Required action: Copy out every line holding the string "path" from the records below.

====== Record extracts

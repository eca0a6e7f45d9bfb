//! Per-guild ticket configuration.
//!
//! The dashboard reads and upserts these through [`SettingsRepository`]; the
//! durable store lives behind that trait.

use async_trait::async_trait;
use serde::{Deserialize, Serialize};
use std::collections::HashMap;
use std::sync::Arc;
use tokio::sync::RwLock;
use validator::Validate;

#[derive(Debug, Clone, PartialEq, Serialize, Deserialize, Validate)]
pub struct GuildSettings {
    #[serde(default)]
    pub ticket_category_id: Option<String>,
    #[serde(default)]
    pub log_channel_id: Option<String>,
    #[serde(default)]
    #[validate(length(max = 25))]
    pub support_role_ids: Vec<String>,
    #[serde(default)]
    #[validate(length(max = 2000))]
    pub welcome_message: Option<String>,
    #[serde(default = "default_max_open_tickets")]
    #[validate(range(min = 1, max = 50))]
    pub max_open_tickets: u32,
}

fn default_max_open_tickets() -> u32 {
    3
}

impl Default for GuildSettings {
    fn default() -> Self {
        Self {
            ticket_category_id: None,
            log_channel_id: None,
            support_role_ids: Vec::new(),
            welcome_message: None,
            max_open_tickets: default_max_open_tickets(),
        }
    }
}

#[async_trait]
pub trait SettingsRepository: Send + Sync {
    async fn get(&self, guild_id: &str) -> Option<GuildSettings>;

    async fn upsert(&self, guild_id: &str, settings: GuildSettings) -> GuildSettings;
}

#[derive(Debug, Clone, Default)]
pub struct MemorySettingsRepository {
    settings: Arc<RwLock<HashMap<String, GuildSettings>>>,
}

impl MemorySettingsRepository {
    pub fn new() -> Self {
        Self::default()
    }
}

#[async_trait]
impl SettingsRepository for MemorySettingsRepository {
    async fn get(&self, guild_id: &str) -> Option<GuildSettings> {
        self.settings.read().await.get(guild_id).cloned()
    }

    async fn upsert(&self, guild_id: &str, settings: GuildSettings) -> GuildSettings {
        self.settings
            .write()
            .await
            .insert(guild_id.to_string(), settings.clone());
        settings
    }
}
use crate::config::Config;
use crate::keys;
use crate::store::CacheStore;
use serde::Serialize;
use tracing::warn;

/// Marker value stored under a rate-limit flag key.
const FLAG_VALUE: &str = "blocked";

/// Outcome of a gate check for one endpoint.
#[derive(Debug, Clone, Copy, PartialEq, Eq, Serialize)]
pub struct RateLimitStatus {
    pub limited: bool,
    pub retry_after: Option<u64>,
}

impl RateLimitStatus {
    pub fn clear() -> Self {
        Self {
            limited: false,
            retry_after: None,
        }
    }

    pub fn limited(retry_after: u64) -> Self {
        Self {
            limited: true,
            retry_after: Some(retry_after),
        }
    }
}

/// Per-endpoint "may we call Discord right now" switch, stored in the shared cache.
#[derive(Clone)]
pub struct RateLimitGate {
    store: CacheStore,
    max_penalty_secs: u64,
    suggested_wait_secs: u64,
}

impl RateLimitGate {
    pub fn new(store: CacheStore, max_penalty_secs: u64, suggested_wait_secs: u64) -> Self {
        Self {
            store,
            max_penalty_secs: max_penalty_secs.max(1),
            suggested_wait_secs,
        }
    }

    pub fn from_config(store: CacheStore, config: &Config) -> Self {
        Self::new(store, config.max_penalty_secs, config.suggested_wait_secs)
    }

    /// Callers are told a fixed short wait, not the remaining penalty.
    pub async fn check(&self, endpoint_id: &str) -> RateLimitStatus {
        if self.store.exists(&keys::rate_limit_flag(endpoint_id)).await {
            RateLimitStatus::limited(self.suggested_wait_secs)
        } else {
            RateLimitStatus::clear()
        }
    }

    /// Block `endpoint_id` for the upstream's wait, clamped to the ceiling.
    /// Returns the penalty actually stored.
    pub async fn record_penalty(&self, endpoint_id: &str, retry_after_secs: u64) -> u64 {
        let penalty = retry_after_secs.clamp(1, self.max_penalty_secs);
        warn!(
            endpoint = endpoint_id,
            requested = retry_after_secs,
            penalty,
            "Recording Discord rate-limit penalty"
        );
        self.store
            .put(&keys::rate_limit_flag(endpoint_id), FLAG_VALUE, penalty)
            .await;
        penalty
    }

    pub fn max_penalty_secs(&self) -> u64 {
        self.max_penalty_secs
    }
}
//! Typed Discord REST operations on top of [`CachedFetcher`].
//!
//! This is where failures turn into fallbacks: each operation decides whether
//! an error propagates, falls back to a stale copy, or becomes an empty value.

use crate::config::{CacheTtls, Config};
use crate::error::{Error, Result};
use crate::executor::CachedFetcher;
use crate::keys;
use crate::store::CacheStore;
use crate::transport::{HttpTransport, OutboundRequest, ReqwestTransport};
use reqwest::Url;
use serde::{Deserialize, Serialize};
use serde_json::{Map, Value};
use std::sync::Arc;
use tracing::{info, warn};

/// Entry of `GET /users/@me/guilds`.
#[derive(Debug, Clone, PartialEq, Serialize, Deserialize)]
pub struct PartialGuild {
    pub id: String,
    #[serde(default)]
    pub name: String,
    #[serde(default)]
    pub icon: Option<String>,
    #[serde(default)]
    pub owner: bool,
    #[serde(default, with = "permission_bits")]
    pub permissions: u64,
    #[serde(flatten)]
    pub extra: Map<String, Value>,
}

#[derive(Debug, Clone, PartialEq, Serialize, Deserialize)]
pub struct Guild {
    pub id: String,
    #[serde(default)]
    pub name: String,
    #[serde(default)]
    pub icon: Option<String>,
    #[serde(default)]
    pub owner_id: Option<String>,
    #[serde(flatten)]
    pub extra: Map<String, Value>,
}

#[derive(Debug, Clone, PartialEq, Serialize, Deserialize)]
pub struct Channel {
    pub id: String,
    #[serde(rename = "type", default)]
    pub kind: u8,
    #[serde(default)]
    pub name: Option<String>,
    #[serde(default)]
    pub parent_id: Option<String>,
    #[serde(default)]
    pub position: Option<i64>,
    #[serde(flatten)]
    pub extra: Map<String, Value>,
}

#[derive(Debug, Clone, PartialEq, Serialize, Deserialize)]
pub struct User {
    pub id: String,
    #[serde(default)]
    pub username: String,
    #[serde(default)]
    pub global_name: Option<String>,
    #[serde(default)]
    pub avatar: Option<String>,
    #[serde(flatten)]
    pub extra: Map<String, Value>,
}

/// Discord sends permission integers as decimal strings; older payloads use numbers.
mod permission_bits {
    use serde::de::{self, Deserializer};
    use serde::{Deserialize, Serializer};

    pub fn serialize<S: Serializer>(bits: &u64, serializer: S) -> Result<S::Ok, S::Error> {
        serializer.serialize_str(&bits.to_string())
    }

    pub fn deserialize<'de, D: Deserializer<'de>>(deserializer: D) -> Result<u64, D::Error> {
        #[derive(Deserialize)]
        #[serde(untagged)]
        enum Raw {
            Number(u64),
            Text(String),
        }

        match Raw::deserialize(deserializer)? {
            Raw::Number(bits) => Ok(bits),
            Raw::Text(text) => text.trim().parse().map_err(de::Error::custom),
        }
    }
}

#[derive(Clone)]
pub struct DiscordClient {
    fetcher: CachedFetcher,
    base_url: Url,
    ttls: CacheTtls,
    max_retries: u32,
}

impl DiscordClient {
    pub fn new(fetcher: CachedFetcher, base_url: &str, ttls: CacheTtls, max_retries: u32) -> Result<Self> {
        let parsed = Url::parse(base_url)
            .map_err(|e| Error::Connection(format!("Invalid Discord API base '{}': {}", base_url, e)))?;
        if parsed.cannot_be_a_base() {
            return Err(Error::Connection(format!(
                "Discord API base '{}' is not a base URL",
                base_url
            )));
        }

        Ok(Self {
            fetcher,
            base_url: parsed,
            ttls,
            max_retries,
        })
    }

    /// Production wiring: reqwest transport over the given store.
    pub fn from_config(config: &Config, store: CacheStore) -> Result<Self> {
        let transport: Arc<dyn HttpTransport> = Arc::new(
            ReqwestTransport::new(config.http_timeout()).map_err(|e| Error::Connection(e.0))?,
        );
        let fetcher = CachedFetcher::from_config(transport, store, config);
        Self::new(
            fetcher,
            &config.discord_api_base,
            config.cache_ttls(),
            config.max_retries,
        )
    }

    pub fn fetcher(&self) -> &CachedFetcher {
        &self.fetcher
    }

    fn store(&self) -> &CacheStore {
        self.fetcher.store()
    }

    /// Each segment is percent-encoded on its own, so an id can never add
    /// path components of its own.
    fn url(&self, segments: &[&str]) -> String {
        let mut url = self.base_url.clone();
        if let Ok(mut path) = url.path_segments_mut() {
            path.pop_if_empty().extend(segments);
        }
        url.to_string()
    }

    fn request(&self, segments: &[&str], access_token: &str) -> OutboundRequest {
        OutboundRequest::get(self.url(segments))
            .bearer(access_token)
            .max_retries(self.max_retries)
    }

    /// Guilds the user belongs to. On failure, falls back to any cached copy,
    /// however old, before giving up.
    pub async fn get_user_guilds(
        &self,
        access_token: &str,
        user_id: &str,
        force_fresh: bool,
    ) -> Result<Vec<PartialGuild>> {
        let key = keys::user_guilds(user_id);
        let stale_key = keys::user_guilds_stale(user_id);
        let request = self
            .request(&["users", "@me", "guilds"], access_token)
            .cached(key.clone(), self.ttls.user_guilds)
            .skip_cache_read(force_fresh);

        match self.fetcher.fetch_with_policy::<Vec<PartialGuild>>(&request).await {
            Ok(guilds) => {
                self.store().put(&stale_key, &guilds, self.ttls.stale).await;
                Ok(guilds)
            }
            Err(err) => {
                for fallback in [&key, &stale_key] {
                    if let Some(guilds) = self.store().get::<Vec<PartialGuild>>(fallback).await {
                        warn!(user_id, cache_key = %fallback, error = %err, "Serving cached guild list after fetch failure");
                        return Ok(guilds);
                    }
                }
                Err(err)
            }
        }
    }

    /// `None` when the guild cannot be fetched for any reason.
    pub async fn get_guild(&self, guild_id: &str, access_token: &str) -> Option<Guild> {
        let request = self
            .request(&["guilds", guild_id], access_token)
            .cached(keys::guild(guild_id), self.ttls.guild);

        match self.fetcher.fetch_with_policy::<Guild>(&request).await {
            Ok(guild) => Some(guild),
            Err(err) => {
                warn!(guild_id, error = %err, "Failed to fetch guild");
                None
            }
        }
    }

    /// Never fails; an unreachable guild has no channels.
    pub async fn get_guild_channels(&self, guild_id: &str, access_token: &str) -> Vec<Channel> {
        let request = self
            .request(&["guilds", guild_id, "channels"], access_token)
            .cached(keys::guild_channels(guild_id), self.ttls.channels);

        match self.fetcher.fetch_with_policy::<Vec<Channel>>(&request).await {
            Ok(channels) => channels,
            Err(err) => {
                warn!(guild_id, error = %err, "Failed to fetch guild channels");
                Vec::new()
            }
        }
    }

    pub async fn get_current_user(&self, access_token: &str) -> Option<User> {
        let request = self
            .request(&["users", "@me"], access_token)
            .cached(keys::current_user(access_token), self.ttls.current_user);

        match self.fetcher.fetch_with_policy::<User>(&request).await {
            Ok(user) => Some(user),
            Err(err) => {
                warn!(error = %err, "Failed to fetch current user");
                None
            }
        }
    }

    pub async fn clear_user_cache(&self, user_id: &str) -> u64 {
        let mut deleted = 0;
        for pattern in keys::user_patterns(user_id) {
            deleted += self.store().delete(&pattern).await;
        }
        info!(user_id, deleted, "Cleared user cache");
        deleted
    }

    pub async fn clear_guild_cache(&self, guild_id: &str) -> u64 {
        let mut deleted = 0;
        for pattern in keys::guild_patterns(guild_id) {
            deleted += self.store().delete(&pattern).await;
        }
        info!(guild_id, deleted, "Cleared guild cache");
        deleted
    }
}

#[cfg(test)]
mod tests {
    use super::*;
    use serde_json::json;

    #[test]
    fn test_partial_guild_accepts_string_and_number_permissions() {
        let from_string: PartialGuild = serde_json::from_value(json!({
            "id": "1", "name": "a", "owner": false, "permissions": "2147483647", "features": []
        }))
        .unwrap();
        assert_eq!(from_string.permissions, 2_147_483_647);
        assert!(from_string.extra.contains_key("features"));

        let from_number: PartialGuild =
            serde_json::from_value(json!({"id": "2", "permissions": 32})).unwrap();
        assert_eq!(from_number.permissions, 32);
        assert!(!from_number.owner);
    }

    #[test]
    fn test_partial_guild_round_trips_through_cache_shape() {
        let guild: PartialGuild =
            serde_json::from_value(json!({"id": "1", "permissions": "32", "banner": null})).unwrap();
        let stored = serde_json::to_value(&guild).unwrap();
        assert_eq!(stored["permissions"], "32");
        assert_eq!(serde_json::from_value::<PartialGuild>(stored).unwrap(), guild);
    }

    #[test]
    fn test_channel_type_field() {
        let channel: Channel =
            serde_json::from_value(json!({"id": "5", "type": 4, "name": "Tickets"})).unwrap();
        assert_eq!(channel.kind, 4);
        assert_eq!(channel.name.as_deref(), Some("Tickets"));
    }

    fn client(base: &str) -> DiscordClient {
        let store = CacheStore::in_memory();
        DiscordClient::from_config(
            &Config {
                discord_api_base: base.into(),
                ..Config::default()
            },
            store,
        )
        .unwrap()
    }

    #[test]
    fn test_url_joins_segments_onto_base() {
        let client = client("https://discord.com/api/v10/");
        assert_eq!(
            client.url(&["guilds", "42", "channels"]),
            "https://discord.com/api/v10/guilds/42/channels"
        );
        assert_eq!(client.url(&["users", "@me"]), "https://discord.com/api/v10/users/@me");
    }

    #[test]
    fn test_url_keeps_ids_inside_one_segment() {
        let client = client("https://discord.com/api/v10");
        let url = client.url(&["guilds", "1/../../users/@me"]);
        assert_eq!(url, "https://discord.com/api/v10/guilds/1%2F..%2F..%2Fusers%2F@me");
        assert_eq!(
            keys::endpoint_id(&url),
            "/api/v10/guilds/1%2F..%2F..%2Fusers%2F@me"
        );

        let url = client.url(&["guilds", "7?with_counts=true#x"]);
        assert_eq!(url, "https://discord.com/api/v10/guilds/7%3Fwith_counts=true%23x");
    }

    #[test]
    fn test_rejects_bad_base_url() {
        let store = CacheStore::in_memory();
        let err = DiscordClient::from_config(
            &Config {
                discord_api_base: "not a url".into(),
                ..Config::default()
            },
            store,
        )
        .err()
        .unwrap();
        assert!(matches!(err, Error::Connection(_)));
    }
}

============

Output of the exercise:
    /// path components of its own.
        if let Ok(mut path) = url.path_segments_mut() {
            path.pop_if_empty().extend(segments);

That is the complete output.